Both llvm-objcopy and GNU objcopy will physically move the first segment earlier in the file, to fill the gap, and all contained sections will move with it (before the patch, this is just .foo). This means that .foo ends up at offset 0x100, and .empty and .baz are left at 0x1000, since the second segment can't move due to alignment constraints. With the patch, however, .empty is considered part of the first segment, and so is moved to offset 0x200, leaving it a long way from the segment it should be in according to the address.

Whilst in general this probably doesn't matter (section headers have no impact on runtime usually, whilst an empty section has no contents so it doesn't matter where it gets moved to), I could imagine rarer cases where sections are used as some kind of marker or similar. Moving the section to a different segment might cause unintended consequences. Furthermore, the effective address of that section will change as it is now in a different segment. This might cause problems for tools that want to lookup things, based on the address.

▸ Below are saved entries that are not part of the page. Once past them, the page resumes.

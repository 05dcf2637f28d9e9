//! Analysis window functions.

use std::f32::consts::PI;

/// Compute a periodic Hann (raised cosine) window.
///
/// # Arguments
/// * `n` - Window length
///
/// # Returns
/// Hann window of length `n`
pub fn hann(n: usize) -> Vec<f32> {
    cosine_sum(n, &[0.5, 0.5])
}

/// Compute a periodic Hamming window.
pub fn hamming(n: usize) -> Vec<f32> {
    cosine_sum(n, &[0.54, 0.46])
}

/// Compute a periodic Blackman window.
pub fn blackman(n: usize) -> Vec<f32> {
    cosine_sum(n, &[0.42, 0.5, 0.08])
}

fn cosine_sum(n: usize, coeffs: &[f32]) -> Vec<f32> {
    if n == 0 {
        return Vec::new();
    }
    if n == 1 {
        return vec![1.0];
    }
    let m = n as f32;
    (0..n)
        .map(|i| {
            coeffs
                .iter()
                .enumerate()
                .map(|(k, &c)| {
                    let sign = if k % 2 == 0 { 1.0 } else { -1.0 };
                    sign * c * (2.0 * PI * k as f32 * i as f32 / m).cos()
                })
                .sum()
        })
        .collect()
}

/// Window shapes accepted by frame analysis.
#[derive(Debug, Clone, Copy, PartialEq, Eq, Default)]
pub enum WindowType {
    #[default]
    Hann,
    Hamming,
    Blackman,
}

impl WindowType {
    /// Parse a window type from a string (case-insensitive).
    pub fn parse(name: &str) -> Option<Self> {
        match name.to_lowercase().as_str() {
            "hann" | "hanning" => Some(WindowType::Hann),
            "hamming" => Some(WindowType::Hamming),
            "blackman" => Some(WindowType::Blackman),
            _ => None,
        }
    }

    /// Build a window of this type and length `n`.
    pub fn build(self, n: usize) -> Vec<f32> {
        match self {
            WindowType::Hann => hann(n),
            WindowType::Hamming => hamming(n),
            WindowType::Blackman => blackman(n),
        }
    }
}

#[cfg(test)]
mod tests {
    use super::*;
    use approx::assert_relative_eq;

    #[test]
    fn test_hann_endpoints() {
        let w = hann(8);
        assert_relative_eq!(w[0], 0.0, epsilon = 1e-6);
        assert_relative_eq!(w[4], 1.0, epsilon = 1e-6);
    }

    #[test]
    fn test_hamming_floor() {
        let w = hamming(16);
        assert_relative_eq!(w[0], 0.08, epsilon = 1e-5);
    }

    #[test]
    fn test_degenerate_lengths() {
        assert!(hann(0).is_empty());
        assert_eq!(blackman(1), vec![1.0]);
    }

    #[test]
    fn test_parse() {
        assert_eq!(WindowType::parse("Hanning"), Some(WindowType::Hann));
        assert_eq!(WindowType::parse("kaiser"), None);
    }
}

I think a different solution needs to be found.

Additional related thought - for an empty segment that is on the boundary between two segments, which should it move with? Arguably, the segment is in neither and can be moved independently (that is what GNU objcopy does). I extended the above example to try this out, by having a segment at the same location as .empty, and the segment moved independently of the other two, but .empty remained in the final segment. Weirdly, if I made that segment a PT_TLS segment, the behaviour changed completely - the PT_TLS was moved even before the other two segments, and its Virtual Address changed to 0. This sounds a little mad, and I'm not sure we should follow it. Further experimentation showed yet another different behaviour in GNU objcopy however - if the .empty section is given the SHF_TLS flag, the PT_TLS segment does not move (i.e. it stays with the .empty section, at the start of the second segment.

My conclusion from all of this is that the solution might be to special-case TLS segments somehow. I honestly don't really know though.